(Collected data entries)
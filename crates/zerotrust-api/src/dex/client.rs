// DEX API HTTP client
//
// Wraps `reqwest::Client` with account-scoped URL construction, status
// handling, and envelope decoding. Endpoint methods live in sibling files
// as inherent impls so this module stays focused on transport mechanics.

use serde::de::DeserializeOwned;
use tracing::debug;
use url::Url;

use crate::auth::Credentials;
use crate::dex::models::ApiEnvelope;
use crate::error::Error;
use crate::transport::TransportConfig;

/// Default Cloudflare v4 API root.
pub const DEFAULT_API_BASE: &str = "https://api.cloudflare.com/client/v4/";

/// Async client for the account-scoped DEX endpoints.
///
/// Bound to a single account at construction; every request carries the
/// credentials given to [`new`](Self::new) as default headers.
#[derive(Debug, Clone)]
pub struct DexClient {
    http: reqwest::Client,
    base_url: Url,
    account_id: String,
}

impl DexClient {
    // ── Constructors ─────────────────────────────────────────────────

    /// Build a client for `account_id` against the API root `api_base`.
    pub fn new(
        api_base: &str,
        account_id: impl Into<String>,
        credentials: &Credentials,
        transport: &TransportConfig,
    ) -> Result<Self, Error> {
        let http = transport.build_client_with_headers(credentials.headers()?)?;
        Self::from_reqwest(api_base, account_id, http)
    }

    /// Wrap an existing `reqwest::Client` (caller manages auth headers).
    pub fn from_reqwest(
        api_base: &str,
        account_id: impl Into<String>,
        http: reqwest::Client,
    ) -> Result<Self, Error> {
        Ok(Self {
            http,
            base_url: Self::normalize_base_url(api_base)?,
            account_id: account_id.into(),
        })
    }

    /// Ensure the API root ends with `/` so relative joins append to it.
    fn normalize_base_url(raw: &str) -> Result<Url, Error> {
        let mut url = Url::parse(raw)?;
        let path = url.path().trim_end_matches('/').to_owned();
        url.set_path(&format!("{path}/"));
        Ok(url)
    }

    pub fn account_id(&self) -> &str {
        &self.account_id
    }

    // ── URL builder ──────────────────────────────────────────────────

    /// `{base}accounts/{account_id}/{path}`
    pub(crate) fn account_url(&self, path: &str) -> Result<Url, Error> {
        Ok(self
            .base_url
            .join(&format!("accounts/{}/{path}", self.account_id))?)
    }

    // ── Request helpers ──────────────────────────────────────────────

    /// Send a GET with query parameters and decode the v4 envelope.
    ///
    /// `resource` names what is being fetched in upstream error messages.
    pub(crate) async fn get_with_params<T: DeserializeOwned>(
        &self,
        resource: &'static str,
        url: Url,
        params: &[(&str, String)],
    ) -> Result<ApiEnvelope<T>, Error> {
        debug!("GET {url} params={params:?}");

        let resp = self.http.get(url).query(params).send().await?;
        Self::handle_response(resource, resp).await
    }

    /// Map non-2xx to `Error::Upstream`, otherwise decode the body.
    async fn handle_response<T: DeserializeOwned>(
        resource: &'static str,
        resp: reqwest::Response,
    ) -> Result<ApiEnvelope<T>, Error> {
        let status = resp.status();

        if !status.is_success() {
            let body = resp.text().await.unwrap_or_default();
            return Err(Error::Upstream {
                resource,
                status: status.as_u16(),
                reason: status.canonical_reason().unwrap_or_default().to_owned(),
                body,
            });
        }

        let body = resp.text().await?;
        serde_json::from_str(&body).map_err(|e| Error::Deserialization {
            message: e.to_string(),
            body,
        })
    }
}

#[cfg(test)]
#[allow(clippy::unwrap_used)]
mod tests {
    use super::*;

    fn client(base: &str) -> DexClient {
        DexClient::from_reqwest(base, "acc123", reqwest::Client::new()).unwrap()
    }

    #[test]
    fn base_url_gains_trailing_slash() {
        let c = client("https://api.cloudflare.com/client/v4");
        assert_eq!(c.base_url.as_str(), DEFAULT_API_BASE);
    }

    #[test]
    fn account_url_is_scoped() {
        let c = client(DEFAULT_API_BASE);
        let url = c.account_url("dex/fleet-status/devices").unwrap();
        assert_eq!(
            url.as_str(),
            "https://api.cloudflare.com/client/v4/accounts/acc123/dex/fleet-status/devices"
        );
    }

    #[test]
    fn invalid_base_is_rejected() {
        let err = DexClient::from_reqwest("::not-a-url", "acc", reqwest::Client::new()).unwrap_err();
        assert!(matches!(err, Error::InvalidUrl(_)));
    }
}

INSTRUCTIONS FOR THE TASK — Set down exactly the lines that begin the records and continue through the line bearing "#[derive(Debug, Clone)]"; include both ends.

ANSWER TO THIS EXERCISE —
filename crates/zerotrust-api/src/dex/client.rs
// DEX API HTTP client
//
// Wraps `reqwest::Client` with account-scoped URL construction, status
// handling, and envelope decoding. Endpoint methods live in sibling files
// as inherent impls so this module stays focused on transport mechanics.

use serde::de::DeserializeOwned;
use tracing::debug;
use url::Url;

use crate::auth::Credentials;
use crate::dex::models::ApiEnvelope;
use crate::error::Error;
use crate::transport::TransportConfig;

/// Default Cloudflare v4 API root.
pub const DEFAULT_API_BASE: &str = "https://api.cloudflare.com/client/v4/";

/// Async client for the account-scoped DEX endpoints.
///
/// Bound to a single account at construction; every request carries the
/// credentials given to [`new`](Self::new) as default headers.
#[derive(Debug, Clone)]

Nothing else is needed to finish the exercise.